Rather than identifying abortion as an unhealthy escape from the consequences of dysfunctional behavior, “education” systems present it as a viable option for dealing with an unwanted pregnancy. The root of the problem stems from the rampant acceptance that our society at large holds for dysfunctional sexual indulgence. Young people are actually encouraged to do such things as, “Discover your sexual orientation,” and, “Express your sexuality.” From movies and television programs to commercials that people don’t even make a conscious decision to watch, pervasive bumping, grinding, groaning, back-arching, panting and disrobing combine to convince the empty-minded public that orgasm is the ultimate raison-d’ĂȘtre, and that You have both the right and the responsibility to obtain as much of it as possible.

So while the high school health teachers hand out photocopies of the FDA approved dietary standards and encourage young people with eating problems to seek help immediately, they lay out no real standards for healthy sexuality. This is incomprehensible when you realize that they do teach about AIDS, herpes and the plethora of other sexually transmitted diseases. Healthy sex should be recommended to take place between two people, preferably both over 18 years of age, only within the context of a heterosexual, single-partner, committed relationship (marriage), always with the understanding that sex is connected to procreation and should not take place outside of a loving family environment. These recommendations are based on what science shows us is healthy for our bodies.

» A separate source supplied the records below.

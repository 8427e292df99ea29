//! Storage collaborators: where Markdown comes from and where chunks go.
//!
//! [`FsStore`] stands in for the object store with a local directory. Keys are
//! `/`-separated paths relative to its root.

use std::path::{Component, Path, PathBuf};

use docingest_shared::{Chunk, DocIngestError, Result};
use tracing::debug;

/// Extension of the objects the pipeline chunks.
pub const MARKDOWN_EXT: &str = ".md";

/// Prepended by the conversion stage to every Markdown object it writes.
const BYTE_ORDER_MARK: char = '\u{feff}';

/// Provides decoded Markdown text for a storage key.
pub trait ContentSource: Send + Sync {
    fn read_text(&self, key: &str) -> Result<String>;
}

/// Accepts the chunk list produced for one document.
pub trait ChunkSink: Send + Sync {
    fn write_chunks(&self, key: &str, chunks: &[Chunk]) -> Result<()>;
}

/// Key of the chunk file for a Markdown key: the trailing `.md` is replaced
/// by `suffix`. Returns `None` for non-Markdown keys.
pub fn chunks_key(key: &str, suffix: &str) -> Option<String> {
    key.strip_suffix(MARKDOWN_EXT)
        .map(|stem| format!("{stem}{suffix}"))
}

// ---------------------------------------------------------------------------
// FsStore
// ---------------------------------------------------------------------------

/// A local directory used as an object store.
#[derive(Debug, Clone)]
pub struct FsStore {
    root: PathBuf,
}

impl FsStore {
    pub fn new(root: impl Into<PathBuf>) -> Self {
        Self { root: root.into() }
    }

    pub fn root(&self) -> &Path {
        &self.root
    }

    /// Resolve a key under the root. Keys that would leave it are rejected.
    fn path_for(&self, key: &str) -> Result<PathBuf> {
        let relative = Path::new(key);
        let escapes = relative
            .components()
            .any(|c| !matches!(c, Component::Normal(_) | Component::CurDir));
        if key.is_empty() || escapes {
            return Err(DocIngestError::validation(format!(
                "key '{key}' is not a relative path inside the store"
            )));
        }
        Ok(self.root.join(relative))
    }

    /// All Markdown keys starting with `prefix`, sorted.
    pub fn list_markdown(&self, prefix: &str) -> Result<Vec<String>> {
        let mut keys = Vec::new();
        collect_keys(&self.root, &self.root, &mut keys)?;
        keys.retain(|k| k.ends_with(MARKDOWN_EXT) && k.starts_with(prefix));
        keys.sort();
        debug!(root = %self.root.display(), prefix, count = keys.len(), "listed markdown objects");
        Ok(keys)
    }
}

fn collect_keys(root: &Path, dir: &Path, keys: &mut Vec<String>) -> Result<()> {
    let entries = std::fs::read_dir(dir).map_err(|e| DocIngestError::io(dir, e))?;
    for entry in entries {
        let entry = entry.map_err(|e| DocIngestError::io(dir, e))?;
        let path = entry.path();
        let file_type = entry.file_type().map_err(|e| DocIngestError::io(&path, e))?;

        if file_type.is_dir() {
            collect_keys(root, &path, keys)?;
        } else if file_type.is_file() {
            if let Ok(relative) = path.strip_prefix(root) {
                let key = relative
                    .components()
                    .map(|c| c.as_os_str().to_string_lossy())
                    .collect::<Vec<_>>()
                    .join("/");
                keys.push(key);
            }
        }
    }
    Ok(())
}

impl ContentSource for FsStore {
    fn read_text(&self, key: &str) -> Result<String> {
        let path = self.path_for(key)?;
        let bytes = std::fs::read(&path).map_err(|e| DocIngestError::io(&path, e))?;
        let text = String::from_utf8(bytes)
            .map_err(|e| DocIngestError::Source(format!("{key}: not valid UTF-8: {e}")))?;

        Ok(match text.strip_prefix(BYTE_ORDER_MARK) {
            Some(rest) => rest.to_string(),
            None => text,
        })
    }
}

impl ChunkSink for FsStore {
    fn write_chunks(&self, key: &str, chunks: &[Chunk]) -> Result<()> {
        let path = self.path_for(key)?;
        if let Some(parent) = path.parent() {
            std::fs::create_dir_all(parent).map_err(|e| DocIngestError::io(parent, e))?;
        }

        let json = serde_json::to_string_pretty(chunks)?;
        std::fs::write(&path, json).map_err(|e| DocIngestError::Sink(format!("{key}: {e}")))?;
        debug!(key, chunk_count = chunks.len(), "wrote chunks");
        Ok(())
    }
}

We must somehow find a way to educate the public that abortion is a dysfunctional response to a dysfunctional sexual behavior. Women who have abortions need therapy, not "choice." (And doctors who perform abortions should lose their licenses to practice—whatever happened to “First do no harm…”?)

1 comment:

Niall MacC said...

Well worth putting on your blog. I am against abortion etc but hadn't thought of things the way you write them. Good stuff.